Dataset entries

BEGIN

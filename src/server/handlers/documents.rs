use std::collections::BTreeMap;

use axum::extract::{Path, Query, State};
use axum::http::StatusCode;
use axum::response::{Json, Response};
use serde_json::Value;

use super::ensure_read_ready;
use crate::error::{respond, EngineError, EngineResult};
use crate::indexer::{RequestMeta, WriteKind};
use crate::server::AppState;

fn action_of(params: &BTreeMap<String, String>) -> String {
    params
        .get("action")
        .cloned()
        .unwrap_or_else(|| "create".to_string())
}

/// `POST /collections/:name/documents`: a single JSON document, or JSON-lines
/// for batch ingestion.
pub async fn write_documents(
    State(state): State<AppState>,
    Path(name): Path<String>,
    Query(params): Query<BTreeMap<String, String>>,
    body: String,
) -> EngineResult<Response> {
    let action = action_of(&params);
    let is_batch = body.trim().lines().filter(|l| !l.trim().is_empty()).count() > 1;
    let kind = if is_batch {
        WriteKind::ImportDocuments {
            collection: name.clone(),
            action,
        }
    } else {
        WriteKind::WriteDocument {
            collection: name.clone(),
            action,
        }
    };

    let meta = RequestMeta {
        req_id: state.next_req_id(),
        log_index: 0,
        kind,
    };
    let path = format!("/collections/{}/documents", name);
    let (code, body) = state.node.write(meta, body.into_bytes(), &path).await?;
    Ok(respond(
        StatusCode::from_u16(code).unwrap_or(StatusCode::INTERNAL_SERVER_ERROR),
        body,
    ))
}

/// `POST /collections/:name/documents/import`: always JSON-lines.
pub async fn import_documents(
    State(state): State<AppState>,
    Path(name): Path<String>,
    Query(params): Query<BTreeMap<String, String>>,
    body: String,
) -> EngineResult<Response> {
    let meta = RequestMeta {
        req_id: state.next_req_id(),
        log_index: 0,
        kind: WriteKind::ImportDocuments {
            collection: name.clone(),
            action: action_of(&params),
        },
    };
    let path = format!("/collections/{}/documents/import", name);
    let (code, body) = state.node.write(meta, body.into_bytes(), &path).await?;
    Ok(respond(
        StatusCode::from_u16(code).unwrap_or(StatusCode::INTERNAL_SERVER_ERROR),
        body,
    ))
}

pub async fn get_document(
    State(state): State<AppState>,
    Path((name, id)): Path<(String, String)>,
) -> EngineResult<Json<Value>> {
    ensure_read_ready(&state)?;
    let handle = state.manager.get_collection(&name).ok_or_else(|| {
        EngineError::NotFound(format!("No collection with name `{}` found.", name))
    })?;
    let doc = handle.read().get_document(&id)?;
    Ok(Json(doc))
}

pub async fn delete_document(
    State(state): State<AppState>,
    Path((name, id)): Path<(String, String)>,
) -> EngineResult<Response> {
    let meta = RequestMeta {
        req_id: state.next_req_id(),
        log_index: 0,
        kind: WriteKind::DeleteDocument {
            collection: name.clone(),
            id: id.clone(),
        },
    };
    let path = format!("/collections/{}/documents/{}", name, id);
    let (code, body) = state.node.write(meta, Vec::new(), &path).await?;
    Ok(respond(
        StatusCode::from_u16(code).unwrap_or(StatusCode::INTERNAL_SERVER_ERROR),
        body,
    ))
}

/// `GET /collections/:name/documents/export`: JSON-lines of every stored
/// document, sidecars stripped.
pub async fn export_documents(
    State(state): State<AppState>,
    Path(name): Path<String>,
) -> EngineResult<Response> {
    ensure_read_ready(&state)?;
    let handle = state.manager.get_collection(&name).ok_or_else(|| {
        EngineError::NotFound(format!("No collection with name `{}` found.", name))
    })?;
    let docs = handle.read().export_documents()?;
    let body = docs
        .iter()
        .map(Value::to_string)
        .collect::<Vec<_>>()
        .join("\n");
    Ok(Response::builder()
        .status(StatusCode::OK)
        .header("content-type", "text/plain; charset=utf-8")
        .body(body.into())
        .expect("static response"))
}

END

*TASK TO COMPLETE*. Out of the records above, pull the lines that include the word "axum".

*ANSWER TO THE PROBLEM*.
use axum::extract::{Path, Query, State};
use axum::http::StatusCode;
use axum::response::{Json, Response};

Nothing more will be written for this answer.